WHAT IS NEEDED:
Where in the records does the word "from" appear? Copy each line that holds it.

RECORDS FOR THIS EXERCISE:
//! Mount session: the single live mount and its operation surface.
//!
//! A [`MountSession`] owns the filesystem engine, the concurrency gate
//! and the handle tables. Exactly one session exists per flash region at
//! a time: construct it with [`MountSession::mount`], destroy it with
//! [`MountSession::unmount`]. Every public operation acquires the gate,
//! so calls from concurrent tasks are strictly serialized; the same gate
//! is installed as the engine's lock hooks, which is why it must be
//! re-entrant.

use core::cell::UnsafeCell;

use alloc::sync::Arc;

use norfs_block_device::Geometry;

use crate::engine::{Engine, Metadata, OpenFlags, Whence};
use crate::error::{Error, Result};
use crate::gate::{LockHooks, ReentrantGate, TaskIdProvider};
use crate::handle::{DirHandle, FileHandle, HandleTable};

/// Filesystem usage snapshot returned by [`MountSession::fs_stat`].
#[derive(Debug, Clone, Copy, PartialEq, Eq)]
pub struct FsStat {
    /// Erase block size in bytes.
    pub block_size: u32,
    /// Number of erase blocks in the filesystem region.
    pub block_count: u32,
    /// Blocks currently holding data.
    pub blocks_used: u32,
}

struct Inner<E: Engine> {
    engine: E,
    files: HandleTable<E::File>,
    dirs: HandleTable<E::Dir>,
}

/// The mounted filesystem.
///
/// Shared by reference between tasks; the gate inside serializes every
/// operation. Handle values returned by [`MountSession::open`] and
/// [`MountSession::dir_open`] are consumed by the matching close and
/// rejected as [`Error::BadHandle`] if they somehow outlive it.
pub struct MountSession<E: Engine, P: TaskIdProvider> {
    inner: UnsafeCell<Inner<E>>,
    gate: Arc<ReentrantGate<P>>,
}

// SAFETY: every access to `inner` happens under the gate (or through
// exclusive ownership in `unmount`), so the UnsafeCell is never aliased
// mutably. Engine state stays inside the tables and moves with them.
unsafe impl<E, P> Sync for MountSession<E, P>
where
    E: Engine + Send,
    E::File: Send,
    E::Dir: Send,
    P: TaskIdProvider,
{
}

impl<E: Engine, P: TaskIdProvider> core::fmt::Debug for MountSession<E, P> {
    fn fmt(&self, f: &mut core::fmt::Formatter<'_>) -> core::fmt::Result {
        // Engine state is only reachable under the gate; identify the
        // session without touching it.
        f.debug_struct("MountSession").finish_non_exhaustive()
    }
}

impl<E: Engine, P: TaskIdProvider + 'static> MountSession<E, P> {
    /// Format (if requested) and mount the filesystem behind `engine`.
    ///
    /// The geometry is validated before any physical access; an invalid
    /// configuration fails with [`Error::InvalidArgument`] without the
    /// flash being touched. The gate is created here and destroyed with
    /// the session.
    pub fn mount(mut engine: E, tasks: P, format: bool) -> Result<Self> {
        engine.geometry().validate()?;

        let gate = Arc::new(ReentrantGate::new(tasks));
        if format {
            debug!("formatting filesystem");
            engine.format()?;
        }
        let hooks: Arc<dyn LockHooks> = gate.clone();
        engine.mount(hooks)?;
        debug!("filesystem mounted");

        Ok(Self {
            inner: UnsafeCell::new(Inner {
                engine,
                files: HandleTable::new(),
                dirs: HandleTable::new(),
            }),
            gate,
        })
    }

    /// Unmount the filesystem and destroy the session.
    ///
    /// Refused with [`Error::InvalidArgument`] while any file or
    /// directory handle is still open; the untouched session is handed
    /// back alongside the error so the caller can close the stragglers
    /// and retry.
    pub fn unmount(mut self) -> core::result::Result<(), (Error, Self)> {
        let inner = self.inner.get_mut();
        let live = inner.files.live() + inner.dirs.live();
        if live != 0 {
            warn!("unmount refused: {} handles still open", live);
            return Err((Error::InvalidArgument, self));
        }
        let mut inner = self.inner.into_inner();
        let result = inner.engine.unmount();
        debug!("filesystem unmounted");
        match result {
            Ok(()) => Ok(()),
            Err(err) => Err((err, Self {
                inner: UnsafeCell::new(inner),
                gate: self.gate,
            })),
        }
    }

    /// Run `f` with exclusive access to the engine and tables.
    ///
    /// Session operations never nest inside each other through this
    /// helper: nesting would alias the `&mut` while the re-entrant gate
    /// happily admits the same task twice.
    fn with_inner<R>(&self, f: impl FnOnce(&mut Inner<E>) -> Result<R>) -> Result<R> {
        let _guard = self.gate.guard()?;
        // SAFETY: the gate is held for the whole closure, so this is the
        // only live reference to `inner` (see `Sync` impl above).
        let inner = unsafe { &mut *self.inner.get() };
        f(inner)
    }

    /// Open `path` under `flags`.
    ///
    /// On engine failure nothing is allocated and no handle leaks; the
    /// engine's status code is returned as-is.
    pub fn open(&self, path: &str, flags: OpenFlags) -> Result<FileHandle> {
        self.with_inner(|inner| {
            inner.files.reserve()?;
            let file = inner.engine.file_open(path, flags)?;
            trace!("opened file");
            Ok(FileHandle(inner.files.insert(file)))
        })
    }

    /// Close a file, releasing the engine state and the handle slot
    /// together.
    ///
    /// The slot is released regardless of the engine's status code, which
    /// is returned to the caller; close is not retried.
    pub fn close(&self, handle: FileHandle) -> Result<()> {
        self.with_inner(|inner| {
            let file = inner.files.remove(handle.0)?;
            trace!("closed file");
            inner.engine.file_close(file)
        })
    }

    /// Read up to `buf.len()` bytes from the current position, returning
    /// the number of bytes read.
    pub fn read(&self, handle: &FileHandle, buf: &mut [u8]) -> Result<usize> {
        self.with_inner(|inner| {
            let Inner { engine, files, .. } = inner;
            engine.file_read(files.get_mut(handle.0)?, buf)
        })
    }

    /// Write `buf` at the current position, returning the number of bytes
    /// written.
    pub fn write(&self, handle: &FileHandle, buf: &[u8]) -> Result<usize> {
        self.with_inner(|inner| {
            let Inner { engine, files, .. } = inner;
            engine.file_write(files.get_mut(handle.0)?, buf)
        })
    }

    /// Reposition the file, returning the new absolute position.
    pub fn seek(&self, handle: &FileHandle, offset: i64, whence: Whence) -> Result<u64> {
        self.with_inner(|inner| {
            let Inner { engine, files, .. } = inner;
            engine.file_seek(files.get_mut(handle.0)?, offset, whence)
        })
    }

    /// Current absolute position of the file.
    pub fn tell(&self, handle: &FileHandle) -> Result<u64> {
        self.with_inner(|inner| {
            let Inner { engine, files, .. } = inner;
            engine.file_tell(files.get_mut(handle.0)?)
        })
    }

    /// Reposition the file to its start.
    pub fn rewind(&self, handle: &FileHandle) -> Result<()> {
        self.with_inner(|inner| {
            let Inner { engine, files, .. } = inner;
            engine.file_seek(files.get_mut(handle.0)?, 0, Whence::Set)?;
            Ok(())
        })
    }

    /// Truncate or extend the file to `size` bytes.
    pub fn truncate(&self, handle: &FileHandle, size: u64) -> Result<()> {
        self.with_inner(|inner| {
            let Inner { engine, files, .. } = inner;
            engine.file_truncate(files.get_mut(handle.0)?, size)
        })
    }

    /// Current file size in bytes.
    pub fn size(&self, handle: &FileHandle) -> Result<u64> {
        self.with_inner(|inner| {
            let Inner { engine, files, .. } = inner;
            engine.file_size(files.get_mut(handle.0)?)
        })
    }

    /// Flush buffered file state to the medium.
    pub fn flush(&self, handle: &FileHandle) -> Result<()> {
        self.with_inner(|inner| {
            let Inner { engine, files, .. } = inner;
            engine.file_sync(files.get_mut(handle.0)?)
        })
    }

    /// Remove a file or an empty directory.
    pub fn remove(&self, path: &str) -> Result<()> {
        self.with_inner(|inner| inner.engine.remove(path))
    }

    /// Rename an entry.
    ///
    /// Atomicity across directories is inherited from the engine, not
    /// guaranteed by the session.
    pub fn rename(&self, old_path: &str, new_path: &str) -> Result<()> {
        self.with_inner(|inner| inner.engine.rename(old_path, new_path))
    }

    /// Create a directory.
    pub fn mkdir(&self, path: &str) -> Result<()> {
        self.with_inner(|inner| inner.engine.mkdir(path))
    }

    /// Metadata of the entry at `path`.
    pub fn stat(&self, path: &str) -> Result<Metadata> {
        self.with_inner(|inner| inner.engine.stat(path))
    }

    /// Read the extended attribute stored under `tag` into `buf`,
    /// returning the number of bytes copied.
    pub fn getattr(&self, path: &str, tag: u8, buf: &mut [u8]) -> Result<usize> {
        self.with_inner(|inner| inner.engine.getattr(path, tag, buf))
    }

    /// Store `value` as the extended attribute under `tag`.
    pub fn setattr(&self, path: &str, tag: u8, value: &[u8]) -> Result<()> {
        self.with_inner(|inner| inner.engine.setattr(path, tag, value))
    }

    /// Remove the extended attribute stored under `tag`.
    pub fn removeattr(&self, path: &str, tag: u8) -> Result<()> {
        self.with_inner(|inner| inner.engine.removeattr(path, tag))
    }

    /// Open a directory for iteration.
    pub fn dir_open(&self, path: &str) -> Result<DirHandle> {
        self.with_inner(|inner| {
            inner.dirs.reserve()?;
            let dir = inner.engine.dir_open(path)?;
            Ok(DirHandle(inner.dirs.insert(dir)))
        })
    }

    /// Close a directory iteration.
    pub fn dir_close(&self, handle: DirHandle) -> Result<()> {
        self.with_inner(|inner| {
            let dir = inner.dirs.remove(handle.0)?;
            inner.engine.dir_close(dir)
        })
    }

    /// Yield the next entry, or `None` at the end of the directory.
    ///
    /// The sequence is finite and bounded by the entries present when the
    /// directory was opened; visibility of entries created or removed
    /// during iteration is engine-defined.
    pub fn dir_read(&self, handle: &DirHandle) -> Result<Option<Metadata>> {
        self.with_inner(|inner| {
            let Inner { engine, dirs, .. } = inner;
            engine.dir_read(dirs.get_mut(handle.0)?)
        })
    }

    /// Reposition the iteration to an offset from [`MountSession::dir_tell`].
    pub fn dir_seek(&self, handle: &DirHandle, offset: u64) -> Result<()> {
        self.with_inner(|inner| {
            let Inner { engine, dirs, .. } = inner;
            engine.dir_seek(dirs.get_mut(handle.0)?, offset)
        })
    }

    /// Opaque position of the iteration.
    pub fn dir_tell(&self, handle: &DirHandle) -> Result<u64> {
        self.with_inner(|inner| {
            let Inner { engine, dirs, .. } = inner;
            engine.dir_tell(dirs.get_mut(handle.0)?)
        })
    }

    /// Reposition the iteration to the first entry.
    pub fn dir_rewind(&self, handle: &DirHandle) -> Result<()> {
        self.with_inner(|inner| {
            let Inner { engine, dirs, .. } = inner;
            engine.dir_rewind(dirs.get_mut(handle.0)?)
        })
    }

    /// Filesystem usage snapshot.
    pub fn fs_stat(&self) -> Result<FsStat> {
        self.with_inner(|inner| {
            let block_size = inner.engine.geometry().block_size();
            let block_count = inner.engine.geometry().block_count();
            let blocks_used = inner.engine.blocks_used()?;
            Ok(FsStat {
                block_size,
                block_count,
                blocks_used,
            })
        })
    }

    /// The geometry of the mounted filesystem.
    pub fn geometry(&self) -> Result<Geometry> {
        self.with_inner(|inner| Ok(*inner.engine.geometry()))
    }
}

RESPONSE:
//! so calls from concurrent tasks are strictly serialized; the same gate
    /// Read up to `buf.len()` bytes from the current position, returning
    /// Atomicity across directories is inherited from the engine, not
    /// Reposition the iteration to an offset from [`MountSession::dir_tell`].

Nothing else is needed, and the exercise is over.